**Task requirements**: Give back the full data character for character.

**Data records**:

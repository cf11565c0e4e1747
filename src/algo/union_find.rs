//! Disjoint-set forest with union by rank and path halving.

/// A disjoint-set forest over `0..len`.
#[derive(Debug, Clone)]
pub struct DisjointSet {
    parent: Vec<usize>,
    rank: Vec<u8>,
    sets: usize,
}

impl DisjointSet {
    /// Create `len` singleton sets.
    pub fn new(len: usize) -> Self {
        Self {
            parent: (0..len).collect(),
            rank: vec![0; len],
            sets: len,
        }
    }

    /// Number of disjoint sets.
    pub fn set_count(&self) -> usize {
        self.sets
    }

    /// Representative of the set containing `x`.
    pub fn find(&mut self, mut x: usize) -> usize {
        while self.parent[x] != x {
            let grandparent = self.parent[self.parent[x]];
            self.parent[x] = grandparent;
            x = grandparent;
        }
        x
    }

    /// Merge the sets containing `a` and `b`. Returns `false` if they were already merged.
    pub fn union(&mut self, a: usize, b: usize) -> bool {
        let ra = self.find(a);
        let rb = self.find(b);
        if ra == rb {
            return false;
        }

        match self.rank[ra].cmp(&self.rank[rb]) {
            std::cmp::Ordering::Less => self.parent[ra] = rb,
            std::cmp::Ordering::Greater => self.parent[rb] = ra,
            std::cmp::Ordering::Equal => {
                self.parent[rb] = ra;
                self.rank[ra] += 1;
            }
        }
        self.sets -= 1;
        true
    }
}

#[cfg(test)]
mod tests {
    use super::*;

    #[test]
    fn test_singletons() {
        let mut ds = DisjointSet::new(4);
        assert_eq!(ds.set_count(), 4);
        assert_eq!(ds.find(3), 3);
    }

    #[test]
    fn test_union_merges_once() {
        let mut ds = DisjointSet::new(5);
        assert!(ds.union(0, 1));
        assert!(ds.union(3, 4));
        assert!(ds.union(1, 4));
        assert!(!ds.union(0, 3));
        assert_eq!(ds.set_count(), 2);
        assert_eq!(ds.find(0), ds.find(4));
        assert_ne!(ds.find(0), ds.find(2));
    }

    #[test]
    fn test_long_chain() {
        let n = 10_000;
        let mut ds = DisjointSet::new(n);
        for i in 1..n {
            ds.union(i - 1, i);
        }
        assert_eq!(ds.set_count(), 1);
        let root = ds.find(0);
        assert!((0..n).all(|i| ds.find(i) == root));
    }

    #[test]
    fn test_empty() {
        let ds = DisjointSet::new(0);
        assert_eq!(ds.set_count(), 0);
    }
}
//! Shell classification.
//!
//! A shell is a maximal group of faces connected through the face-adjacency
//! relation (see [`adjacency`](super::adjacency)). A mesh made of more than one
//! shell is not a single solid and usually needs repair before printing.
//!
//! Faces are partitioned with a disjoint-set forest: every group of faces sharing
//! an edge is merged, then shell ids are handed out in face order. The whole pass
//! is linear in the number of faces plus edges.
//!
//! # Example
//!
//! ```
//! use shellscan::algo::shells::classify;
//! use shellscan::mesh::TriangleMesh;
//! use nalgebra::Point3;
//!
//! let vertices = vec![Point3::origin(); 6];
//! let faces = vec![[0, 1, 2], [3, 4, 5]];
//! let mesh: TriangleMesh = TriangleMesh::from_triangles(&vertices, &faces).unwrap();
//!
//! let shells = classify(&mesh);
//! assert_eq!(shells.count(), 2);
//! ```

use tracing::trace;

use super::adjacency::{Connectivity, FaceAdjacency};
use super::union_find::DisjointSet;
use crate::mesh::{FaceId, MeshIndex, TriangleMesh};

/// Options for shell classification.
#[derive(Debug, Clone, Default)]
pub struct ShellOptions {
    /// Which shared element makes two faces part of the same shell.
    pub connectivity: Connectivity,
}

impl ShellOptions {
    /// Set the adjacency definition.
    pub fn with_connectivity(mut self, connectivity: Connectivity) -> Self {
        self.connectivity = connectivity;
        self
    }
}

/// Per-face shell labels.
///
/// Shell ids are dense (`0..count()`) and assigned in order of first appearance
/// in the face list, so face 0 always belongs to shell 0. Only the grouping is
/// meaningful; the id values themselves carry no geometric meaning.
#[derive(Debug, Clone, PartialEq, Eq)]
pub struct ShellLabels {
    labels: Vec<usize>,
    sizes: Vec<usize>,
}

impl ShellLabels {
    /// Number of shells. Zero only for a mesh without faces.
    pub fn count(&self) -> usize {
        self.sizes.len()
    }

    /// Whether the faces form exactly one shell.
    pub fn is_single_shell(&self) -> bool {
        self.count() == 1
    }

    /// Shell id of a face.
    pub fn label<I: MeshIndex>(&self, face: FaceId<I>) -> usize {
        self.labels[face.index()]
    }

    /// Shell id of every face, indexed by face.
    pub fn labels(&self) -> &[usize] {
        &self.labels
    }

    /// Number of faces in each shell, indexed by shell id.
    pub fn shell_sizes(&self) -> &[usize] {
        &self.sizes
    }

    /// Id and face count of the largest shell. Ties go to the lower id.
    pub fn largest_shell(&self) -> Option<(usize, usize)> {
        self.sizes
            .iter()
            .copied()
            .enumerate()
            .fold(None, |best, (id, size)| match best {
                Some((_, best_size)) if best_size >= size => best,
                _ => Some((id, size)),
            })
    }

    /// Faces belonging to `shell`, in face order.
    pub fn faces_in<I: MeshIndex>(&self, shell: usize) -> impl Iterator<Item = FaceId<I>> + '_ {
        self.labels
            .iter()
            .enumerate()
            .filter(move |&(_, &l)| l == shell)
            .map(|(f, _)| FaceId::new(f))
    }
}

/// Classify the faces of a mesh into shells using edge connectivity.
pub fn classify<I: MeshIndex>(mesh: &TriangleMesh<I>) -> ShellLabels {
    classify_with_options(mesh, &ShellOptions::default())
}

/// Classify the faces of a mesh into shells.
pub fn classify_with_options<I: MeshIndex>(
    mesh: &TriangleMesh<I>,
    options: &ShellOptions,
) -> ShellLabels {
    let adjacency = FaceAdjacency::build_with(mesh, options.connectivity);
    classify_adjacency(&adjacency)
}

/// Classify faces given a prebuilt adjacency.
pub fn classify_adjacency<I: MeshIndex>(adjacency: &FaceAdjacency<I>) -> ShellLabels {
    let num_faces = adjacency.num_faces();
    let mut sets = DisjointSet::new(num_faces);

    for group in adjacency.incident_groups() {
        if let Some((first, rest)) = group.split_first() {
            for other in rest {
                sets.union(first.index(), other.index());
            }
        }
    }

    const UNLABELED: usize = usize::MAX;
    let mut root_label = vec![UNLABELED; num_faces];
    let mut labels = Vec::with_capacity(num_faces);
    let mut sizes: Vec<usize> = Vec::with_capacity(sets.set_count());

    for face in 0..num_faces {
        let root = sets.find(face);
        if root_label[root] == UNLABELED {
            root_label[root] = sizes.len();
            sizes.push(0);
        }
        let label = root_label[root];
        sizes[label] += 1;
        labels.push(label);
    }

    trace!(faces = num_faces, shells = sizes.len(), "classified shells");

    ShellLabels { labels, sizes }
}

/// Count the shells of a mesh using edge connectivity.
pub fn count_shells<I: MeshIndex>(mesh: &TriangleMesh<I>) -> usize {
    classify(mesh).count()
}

**Result**:
repository cf11565c0e4e1747
filename src/algo/union_find.rs
//! Disjoint-set forest with union by rank and path halving.

/// A disjoint-set forest over `0..len`.
#[derive(Debug, Clone)]
pub struct DisjointSet {
    parent: Vec<usize>,
    rank: Vec<u8>,
    sets: usize,
}

impl DisjointSet {
    /// Create `len` singleton sets.
    pub fn new(len: usize) -> Self {
        Self {
            parent: (0..len).collect(),
            rank: vec![0; len],
            sets: len,
        }
    }

    /// Number of disjoint sets.
    pub fn set_count(&self) -> usize {
        self.sets
    }

    /// Representative of the set containing `x`.
    pub fn find(&mut self, mut x: usize) -> usize {
        while self.parent[x] != x {
            let grandparent = self.parent[self.parent[x]];
            self.parent[x] = grandparent;
            x = grandparent;
        }
        x
    }

    /// Merge the sets containing `a` and `b`. Returns `false` if they were already merged.
    pub fn union(&mut self, a: usize, b: usize) -> bool {
        let ra = self.find(a);
        let rb = self.find(b);
        if ra == rb {
            return false;
        }

        match self.rank[ra].cmp(&self.rank[rb]) {
            std::cmp::Ordering::Less => self.parent[ra] = rb,
            std::cmp::Ordering::Greater => self.parent[rb] = ra,
            std::cmp::Ordering::Equal => {
                self.parent[rb] = ra;
                self.rank[ra] += 1;
            }
        }
        self.sets -= 1;
        true
    }
}

#[cfg(test)]
mod tests {
    use super::*;

    #[test]
    fn test_singletons() {
        let mut ds = DisjointSet::new(4);
        assert_eq!(ds.set_count(), 4);
        assert_eq!(ds.find(3), 3);
    }

    #[test]
    fn test_union_merges_once() {
        let mut ds = DisjointSet::new(5);
        assert!(ds.union(0, 1));
        assert!(ds.union(3, 4));
        assert!(ds.union(1, 4));
        assert!(!ds.union(0, 3));
        assert_eq!(ds.set_count(), 2);
        assert_eq!(ds.find(0), ds.find(4));
        assert_ne!(ds.find(0), ds.find(2));
    }

    #[test]
    fn test_long_chain() {
        let n = 10_000;
        let mut ds = DisjointSet::new(n);
        for i in 1..n {
            ds.union(i - 1, i);
        }
        assert_eq!(ds.set_count(), 1);
        let root = ds.find(0);
        assert!((0..n).all(|i| ds.find(i) == root));
    }

    #[test]
    fn test_empty() {
        let ds = DisjointSet::new(0);
        assert_eq!(ds.set_count(), 0);
    }
}
//! Shell classification.
//!
//! A shell is a maximal group of faces connected through the face-adjacency
//! relation (see [`adjacency`](super::adjacency)). A mesh made of more than one
//! shell is not a single solid and usually needs repair before printing.
//!
//! Faces are partitioned with a disjoint-set forest: every group of faces sharing
//! an edge is merged, then shell ids are handed out in face order. The whole pass
//! is linear in the number of faces plus edges.
//!
//! # Example
//!
//! ```
//! use shellscan::algo::shells::classify;
//! use shellscan::mesh::TriangleMesh;
//! use nalgebra::Point3;
//!
//! let vertices = vec![Point3::origin(); 6];
//! let faces = vec![[0, 1, 2], [3, 4, 5]];
//! let mesh: TriangleMesh = TriangleMesh::from_triangles(&vertices, &faces).unwrap();
//!
//! let shells = classify(&mesh);
//! assert_eq!(shells.count(), 2);
//! ```

use tracing::trace;

use super::adjacency::{Connectivity, FaceAdjacency};
use super::union_find::DisjointSet;
use crate::mesh::{FaceId, MeshIndex, TriangleMesh};

/// Options for shell classification.
#[derive(Debug, Clone, Default)]
pub struct ShellOptions {
    /// Which shared element makes two faces part of the same shell.
    pub connectivity: Connectivity,
}

impl ShellOptions {
    /// Set the adjacency definition.
    pub fn with_connectivity(mut self, connectivity: Connectivity) -> Self {
        self.connectivity = connectivity;
        self
    }
}

/// Per-face shell labels.
///
/// Shell ids are dense (`0..count()`) and assigned in order of first appearance
/// in the face list, so face 0 always belongs to shell 0. Only the grouping is
/// meaningful; the id values themselves carry no geometric meaning.
#[derive(Debug, Clone, PartialEq, Eq)]
pub struct ShellLabels {
    labels: Vec<usize>,
    sizes: Vec<usize>,
}

impl ShellLabels {
    /// Number of shells. Zero only for a mesh without faces.
    pub fn count(&self) -> usize {
        self.sizes.len()
    }

    /// Whether the faces form exactly one shell.
    pub fn is_single_shell(&self) -> bool {
        self.count() == 1
    }

    /// Shell id of a face.
    pub fn label<I: MeshIndex>(&self, face: FaceId<I>) -> usize {
        self.labels[face.index()]
    }

    /// Shell id of every face, indexed by face.
    pub fn labels(&self) -> &[usize] {
        &self.labels
    }

    /// Number of faces in each shell, indexed by shell id.
    pub fn shell_sizes(&self) -> &[usize] {
        &self.sizes
    }

    /// Id and face count of the largest shell. Ties go to the lower id.
    pub fn largest_shell(&self) -> Option<(usize, usize)> {
        self.sizes
            .iter()
            .copied()
            .enumerate()
            .fold(None, |best, (id, size)| match best {
                Some((_, best_size)) if best_size >= size => best,
                _ => Some((id, size)),
            })
    }

    /// Faces belonging to `shell`, in face order.
    pub fn faces_in<I: MeshIndex>(&self, shell: usize) -> impl Iterator<Item = FaceId<I>> + '_ {
        self.labels
            .iter()
            .enumerate()
            .filter(move |&(_, &l)| l == shell)
            .map(|(f, _)| FaceId::new(f))
    }
}

/// Classify the faces of a mesh into shells using edge connectivity.
pub fn classify<I: MeshIndex>(mesh: &TriangleMesh<I>) -> ShellLabels {
    classify_with_options(mesh, &ShellOptions::default())
}

/// Classify the faces of a mesh into shells.
pub fn classify_with_options<I: MeshIndex>(
    mesh: &TriangleMesh<I>,
    options: &ShellOptions,
) -> ShellLabels {
    let adjacency = FaceAdjacency::build_with(mesh, options.connectivity);
    classify_adjacency(&adjacency)
}

/// Classify faces given a prebuilt adjacency.
pub fn classify_adjacency<I: MeshIndex>(adjacency: &FaceAdjacency<I>) -> ShellLabels {
    let num_faces = adjacency.num_faces();
    let mut sets = DisjointSet::new(num_faces);

    for group in adjacency.incident_groups() {
        if let Some((first, rest)) = group.split_first() {
            for other in rest {
                sets.union(first.index(), other.index());
            }
        }
    }

    const UNLABELED: usize = usize::MAX;
    let mut root_label = vec![UNLABELED; num_faces];
    let mut labels = Vec::with_capacity(num_faces);
    let mut sizes: Vec<usize> = Vec::with_capacity(sets.set_count());

    for face in 0..num_faces {
        let root = sets.find(face);
        if root_label[root] == UNLABELED {
            root_label[root] = sizes.len();
            sizes.push(0);
        }
        let label = root_label[root];
        sizes[label] += 1;
        labels.push(label);
    }

    trace!(faces = num_faces, shells = sizes.len(), "classified shells");

    ShellLabels { labels, sizes }
}

/// Count the shells of a mesh using edge connectivity.
pub fn count_shells<I: MeshIndex>(mesh: &TriangleMesh<I>) -> usize {
    classify(mesh).count()
}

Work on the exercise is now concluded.